Detection of d-2HG in tumor tissue by mass-spectrometry in vitro or by magnetic resonance spectroscopy in vivo offers an advantage in that potentially all mutations are detectable, as all mutations generate this oncometabolite (Gross et al., 2010; Rakheja et al., 2011b,c; Choi et al., 2012; Sahm et al., 2012). This non-invasive detection of d-2HG may prove to be valuable in diagnosis and providing prognostic biomarker. It should be noted that archival formalin-fixed paraffin-embedded tumor specimens may not be optimal for detecting d-2HG because this metabolite can be lost during the routine embedding process (Sahm et al., 2012).

Implications for future treatment

Isocitrate dehydrogenase 1/2 mutations are thought to be one of the driver mutations in AML and early events in the pathogenesis of gliomas. The common feature of IDH1 and IDH2 mutations is the ability of the respective enzymes to exhibit neomorphic activity, not characteristic of the wild type enzymes, that facilitate production of d-2HG. Therefore, targeted therapies that inhibit the neomorphic function of mutant IDH enzymes or DNA hypomethylating agents might reverse the associated epigenetic patterning and may promote myeloid or glial differentiation and improve outcome in patients with IDH1/2-mutated tumors. Recently, IDH inhibitors have been shown to produce cytostatic effects and cellular differentiation in leukemia and glioma cells (Rohle et al., 2013; Wang et al., 2013). It is currently unknown, however, whether these inhibitors can induce a permanent state of differentiation. The survival of viable tumor cells still containing a potentially transforming constellation of mutations makes it important to determine whether the therapeutic effects will persist over long time frames.

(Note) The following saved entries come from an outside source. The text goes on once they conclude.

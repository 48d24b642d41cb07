//! The create/predict workflow.

use serde_json::Value;
use std::sync::Arc;

use crate::client::{GoogleVertexFactory, VertexClientFactory};
use crate::config::{CreateArgs, PredictArgs};
use crate::error::VertexError;
use crate::storage::{ModelStorage, PREDICT_ARGS_KEY, VERTEX_ARGS_KEY};
use crate::table::{ROW_ID_COLUMN, Table};

/// Suffix appended to the model name to derive its endpoint's display name.
pub const ENDPOINT_SUFFIX: &str = "_endpoint";

/// Deterministic endpoint display name for a model name.
pub fn endpoint_name_for(model_name: &str) -> String {
    format!("{model_name}{ENDPOINT_SUFFIX}")
}

/// Adapter presenting a deployed Vertex AI model to the host platform.
///
/// A fresh cloud client is built per call through the factory; the only
/// state between calls lives in the host storage.
pub struct VertexHandler {
    storage: Arc<dyn ModelStorage>,
    factory: Arc<dyn VertexClientFactory>,
}

impl VertexHandler {
    /// Handler talking to the real Vertex REST surface.
    pub fn new(storage: Arc<dyn ModelStorage>) -> Self {
        Self::with_factory(storage, Arc::new(GoogleVertexFactory))
    }

    /// Handler with a substitute client factory, for tests and embedding.
    pub fn with_factory(
        storage: Arc<dyn ModelStorage>,
        factory: Arc<dyn VertexClientFactory>,
    ) -> Self {
        Self { storage, factory }
    }

    /// Ensure the named model is deployed to its endpoint and persist the
    /// deployment record.
    ///
    /// An already-existing endpoint named `<model_name>_endpoint` makes this
    /// a no-op on the cloud side. Otherwise the model is deployed to a new
    /// endpoint and the endpoint renamed; that deploy is long-running
    /// (~15 minutes for a small model) and blocks until finished.
    ///
    /// The existence check and the deploy are separate calls with no cloud
    /// lock; concurrent creates for the same model can each deploy an
    /// endpoint.
    ///
    /// `target` and `df` come from the host contract and are not used here.
    pub async fn create(
        &self,
        _target: Option<&str>,
        _df: Option<&Table>,
        args: &Value,
    ) -> Result<(), VertexError> {
        let create_args = CreateArgs::from_invocation(args)?;
        let vertex_args = create_args.load_vertex_args()?;
        let client = self
            .factory
            .connect(&create_args.service_key_path, &vertex_args)?;

        let model = client
            .model_by_display_name(&create_args.model_name)
            .await?
            .ok_or_else(|| VertexError::ModelNotFound(create_args.model_name.clone()))?;

        let endpoint_name = endpoint_name_for(&create_args.model_name);
        if client
            .endpoint_by_display_name(&endpoint_name)
            .await?
            .is_some()
        {
            tracing::info!("Endpoint {endpoint_name} already exists, skipping deployment");
        } else {
            tracing::info!("Starting deployment at {endpoint_name}");
            let endpoint = client.deploy_model(&model).await?;
            client.rename_endpoint(&endpoint, &endpoint_name).await?;
            tracing::info!("Endpoint {endpoint_name} deployed");
        }

        let predict_args = PredictArgs {
            endpoint_name,
            custom_model: create_args.custom_model,
            service_key_path: create_args.service_key_path,
        };
        self.storage
            .json_set(PREDICT_ARGS_KEY, &serde_json::to_value(&predict_args)?)?;
        self.storage.json_set(VERTEX_ARGS_KEY, &vertex_args)?;
        Ok(())
    }

    /// Predict by calling the persisted endpoint with the given rows.
    ///
    /// The reserved row-identifier column is stripped before the call. A
    /// custom model's raw values come back as a single `prediction` column;
    /// otherwise the response objects' fields become the output columns.
    pub async fn predict(&self, df: Table) -> Result<Table, VertexError> {
        let mut df = df;
        df.drop_column(ROW_ID_COLUMN);

        let predict_args: PredictArgs = match self.storage.json_get(PREDICT_ARGS_KEY)? {
            Some(value) => serde_json::from_value(value)?,
            None => return Err(VertexError::NotDeployed(PREDICT_ARGS_KEY.to_string())),
        };
        let vertex_args = self
            .storage
            .json_get(VERTEX_ARGS_KEY)?
            .ok_or_else(|| VertexError::NotDeployed(VERTEX_ARGS_KEY.to_string()))?;

        let client = self
            .factory
            .connect(&predict_args.service_key_path, &vertex_args)?;
        let results = client
            .predict(&predict_args.endpoint_name, &df, predict_args.custom_model)
            .await?;

        if predict_args.custom_model {
            Ok(Table::single_column("prediction", results.predictions))
        } else {
            Table::from_records(&results.predictions)
        }
    }
}
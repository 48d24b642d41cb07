//! Error types for the Vertex adapter.

use thiserror::Error;

/// Main error type for the adapter.
#[derive(Error, Debug)]
pub enum VertexError {
    /// Invalid or missing configuration (USING arguments, args-blob keys).
    #[error("Configuration error: {0}")]
    ConfigurationError(String),

    /// The named model does not exist in the cloud account.
    #[error("Vertex model {0} not found")]
    ModelNotFound(String),

    /// The named endpoint does not exist.
    #[error("Vertex endpoint {0} not found")]
    EndpointNotFound(String),

    /// Predict was called before a successful create stored its record.
    #[error("no deployment record under `{0}`, run create first")]
    NotDeployed(String),

    /// HTTP transport error.
    #[error("HTTP error: {0}")]
    HttpError(String),

    /// Non-success API response.
    #[error("API error {code}: {message}")]
    ApiError { code: u16, message: String },

    /// Malformed API response.
    #[error("Failed to parse response: {0}")]
    ParseError(String),

    /// Host storage failure.
    #[error("Storage error: {0}")]
    StorageError(String),

    /// JSON serialization/deserialization error.
    #[error("JSON error: {0}")]
    JsonError(#[from] serde_json::Error),

    /// IO error.
    #[error("IO error: {0}")]
    IoError(#[from] std::io::Error),
}

impl From<reqwest::Error> for VertexError {
    fn from(err: reqwest::Error) -> Self {
        Self::HttpError(err.to_string())
    }
}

Conclusions and future perspectives

IDH1R132, IDH2R140, and IDH2R172 mutations represent a novel class of point mutations in patients with AML and glioma. In AML patients, it is possible that IDH1R132, IDH2R140, and IDH2R172 mutations represent molecular or clinically distinctive subgroups, with IDH1R132 and IDH2R140 more frequently accompanied by normal cytogenetics and NPM1 mutation, whereas IDH2R172 is frequently the only mutation detected and portends a poor prognosis. In glioma patients, IDH mutations are present in grade II and III gliomas as well as secondary GBM. Whether these different mutation types represent distinctive subgroups of glioma patients is less understood. As both IDH1 and IDH2 mutations result in the generation of the putative oncometabolite, d-2HG, this oncometabolite can be measured directly in tumor samples and serum. Screening for the presence of d-2HG could be used as an assay to detect IDH mutations, monitor therapeutic response, and potentially uncover novel IDH mutations. Importantly, expression of mutant IDH1/2 induces a global increase in DNA hypermethylation and inhibits TET2-induced cytosine 5-hydroxymethylation, suggesting that TET2 and IDH1/2 mutations constitute a distinct mutational class in these tumors in which the epigenetic state is altered. Furthermore, this biologic effect is an important consideration for developing a therapeutic agent that can target dysregulated IDH enzymes in addition to induction of DNA hypomethylation. Inhibitors to mutant IDH have been shown recently to produce cytostatic effects and cellular differentiation in leukemia and glioma cells and seem promising. Future studies are important to determine whether these inhibitors can induce a permanent state of differentiation, and their therapeutic effects and toxicity in clinical trials. Discovering IDH mutations is an example of a pathologic finding that links disruption of metabolism to oncogenesis.

Conflict of Interest Statement

The authors declare that the research was conducted in the absence of any commercial or financial relationships that could be construed as a potential conflict of interest.